So I am connecting to the https://genderize.io/ API. I want to scrape from this API as fast as possible because I might need to do 1,000,000 of searches at a time. Is it possible to attach 100,000 (10 names per request) different curl_init headers with different parameters and then execute them all in parallel? It seems too good to be true if i could. Also if I can't do this how else can I speed up the requests. My current code is using one instance of curl_init and changing the URL for each cycle in a for loop. Here is my current loop:
$ch3 = curl_init();
for($x = 0; $x < $loopnumber; $x = $x + 10){
$test3 = curl_setopt_array($ch3, array(
CURLOPT_RETURNTRANSFER => 1,
CURLOPT_URL => 'https://api.genderize.io?name[0]=' . $firstnames[$x] . '&name[1]=' . $firstnames[$x+1] . '&name[2]=' . $firstnames[$x+2] . '&name[3]=' . $firstnames[$x+3] . '&name[4]=' . $firstnames[$x+4] . '&name[5]=' . $firstnames[$x+5] . '&name[6]=' . $firstnames[$x+6] . '&name[7]=' . $firstnames[$x+7] . '&name[8]=' . $firstnames[$x+8] . '&name[9]=' . $firstnames[$x+9]
));
$resp3 = curl_exec($ch3);
echo $resp3;
$genderresponse = json_decode($resp3,true);
Yes, it is possible - in theory. But no, it won't work in practice. You better stay within a few hundred parallel connections.

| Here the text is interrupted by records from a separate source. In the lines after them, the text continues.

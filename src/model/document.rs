//! Document-level types.

use super::Node;
use serde::{Deserialize, Serialize};

/// Control word declaring the ANSI codepage of a document.
const ANSI_CODEPAGE_WORD: &str = "\\ansicpg";

/// A parsed RTF document.
///
/// Holds the nodes of the outermost, unbracketed scope. A regular RTF file
/// has a single top-level block (`{\rtf1 ...}`).
#[derive(Debug, Clone, PartialEq, Eq, Serialize, Deserialize)]
pub struct Document {
    /// Top-level nodes in source order
    nodes: Vec<Node>,
}

impl Document {
    /// Create a document from parsed top-level nodes.
    pub fn new(nodes: Vec<Node>) -> Self {
        Self { nodes }
    }

    /// Top-level nodes.
    pub fn child_nodes(&self) -> &[Node] {
        &self.nodes
    }

    /// Check if the document has no nodes.
    pub fn is_empty(&self) -> bool {
        self.nodes.is_empty()
    }

    /// Total number of nodes in the tree.
    pub fn node_count(&self) -> usize {
        self.nodes.iter().map(Node::node_count).sum()
    }

    /// Codepage declared by `\ansicpg`, e.g. `"cp1252"`.
    ///
    /// Only direct children of top-level groups are inspected; the first
    /// match wins.
    pub fn detect_encoding(&self) -> Option<String> {
        self.nodes
            .iter()
            .filter(|node| matches!(node, Node::Block { .. }))
            .flat_map(|block| block.children())
            .find(|child| child.is_ctrl_word() && child.name() == ANSI_CODEPAGE_WORD)
            .and_then(Node::param)
            .map(|param| format!("cp{}", param))
    }

    /// Concatenated raw text of the whole document.
    pub fn flatten_to_bytes(&self) -> Vec<u8> {
        let mut out = Vec::new();
        for node in &self.nodes {
            node.write_text(&mut out);
        }
        out
    }

    /// Raw text decoded as UTF-8, replacing invalid sequences.
    pub fn plain_text(&self) -> String {
        String::from_utf8_lossy(&self.flatten_to_bytes()).into_owned()
    }
}
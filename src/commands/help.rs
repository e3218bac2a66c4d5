//! Help command implementation for daylight.
//!
//! This module provides a dispatcher for the help command that shows
//! command-specific help or general help based on the arguments provided.

use anyhow::Result;

/// Run the help command (dispatcher)
///
/// # Arguments
/// * `command` - Optional command name to get help for (None = general help)
pub fn run_help_command(command: Option<&str>) -> Result<()> {
    match command {
        None => display_general_help(),
        Some("carpet") | Some("c") => super::carpet::display_help(),
        Some("fetch") | Some("f") => super::fetch::display_help(),
        Some("help") | Some("h") => display_help_help(),
        Some("hours") | Some("H") => super::hours::display_help(),
        Some("mornings") | Some("m") => super::mornings::display_help(),
        Some("sweep") | Some("s") => super::sweep::display_help(),
        Some(unknown) => {
            log_warning!("Unknown command: {}", unknown);
            display_general_help();
        }
    }
    Ok(())
}

/// Display general help focused on commands (for the help command)
fn display_general_help() {
    log_version!();
    log_block_start!("Available Commands:");
    log_indented!("carpet, c               Per-minute daylight carpet for all clocks");
    log_indented!("fetch, f                Compute the year's event table and cache it");
    log_indented!("help, h [COMMAND]       Show detailed help for a command");
    log_indented!("hours, H [WAKE SLEEP]   Average daylight hours per month");
    log_indented!("mornings, m [TIME]      Days per month with light at a clock time");
    log_indented!("sweep, s                Yearly totals across wake-up hours");
    log_pipe!();
    log_info!("Use 'daylight help <command>' to see detailed help for a specific command.");
    log_indented!("Use 'daylight --help' to see all options and general usage.");
    log_end!();
}

/// Display help for the help command itself
fn display_help_help() {
    log_version!();
    log_block_start!("help - Display help information");
    log_block_start!("Usage: daylight help [COMMAND]");
    log_block_start!("Arguments:");
    log_indented!("COMMAND  Optional command to get help for");
    log_indented!("         If omitted, shows general help");
    log_block_start!("Examples:");
    log_indented!("# Show general help");
    log_indented!("daylight help");
    log_pipe!();
    log_indented!("# Show help for specific commands");
    log_indented!("daylight help hours");
    log_indented!("daylight help carpet");
    log_end!();
}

You will probably run out of sockets and possibly memory before you can create one million easy handles and add them to a libcurl multi handle.
If you intend to communicate with the single same remote IP and port number and you only have one local IP address, and as each connection needs its own local port number you can't do more than 64K theoretic connections in parallel. You won't even get to 64K on most default configured operating systems. (You can do more if you speak to more remote IPs or have more local IPs to bind the connections to.)
For the sake of this argument, if we assume you actually get up to 60K simultaneous connections, then you'll find out that the curl_multi_* API gets to a crawling speed with that many connections as it is select/poll based. libcurl itself has an event-based API that is the recommended one when you go beyond perhaps a few hundred parallel connections, but from within PHP you have no way to access nor use that.